Manick Bhan, the company’s founder, estimates that he spends about 30 percent of his income on tickets to live events (or at least he used to, before he started this company). He says was inspired to found Rukkus after growing increasingly frustrated with the high prices of the online ticketing process.
“We can cut to the supply,” he says. “We can get away from all these other middlemen, and instead of finding you the best values on the retail side, give you the best values on the wholesale side. That’s the trick.”
The company pulls inventory from more than 100 ticket providers. In addition to the usual outlets, it sells tickets on behalf of Major League Baseball and the National Football League, two giants skeptical of anyone who wants to trade on their highly protected brands.
“It’s hard to get them to focus when you’re the small guy,” says Bhan. “They hear this all the time, people pitching and soliciting them. You have to elevate yourself. And for us, one of the things we were always good at was building technology. We built beautiful technology, and immediately our product looked beautiful, worked well, and was highly rated.”

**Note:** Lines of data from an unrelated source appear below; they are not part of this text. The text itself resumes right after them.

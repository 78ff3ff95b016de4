pub mod builder;
pub mod config;
pub mod dom;
pub mod feed;
pub mod indexer;
pub mod markdown;
pub mod metadata;
pub mod renderer;
pub mod scanner;
pub mod site;
pub mod template;
pub mod theme;

// Re-export main types
pub use builder::{BuildError, BuildReport, BuildState, ItemError, ItemFailure, SiteAssembler, SiteBuilder};
pub use config::{Config, FeedConfig, SiteConfig};
pub use dom::Node;
pub use renderer::{PageRenderer, RenderedPage};
pub use scanner::ContentLoader;
pub use site::{Item, Section, SectionId, Site};
pub use template::{TemplateError, TemplateSet, TeraTemplates};
pub use theme::Foundation;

When Rukkus started, Bhan was the only employee. Now the roster includes 20 people with a wide range of expertise.
“It happened kind of quickly,” Bhan says. “One day, we just looked up and sort of noticed that there are all these amazing people around us. We built it like a family, so everyone we brought on board was very connected to each other.”
Bhan says the secret to his company’s success has been a relentless focus on customer service. If there’s a problem with an order, Bhan says, his company works to solve it in less than five minutes.
“What we’re really selling,” says Bhan, “is an injection of happiness.”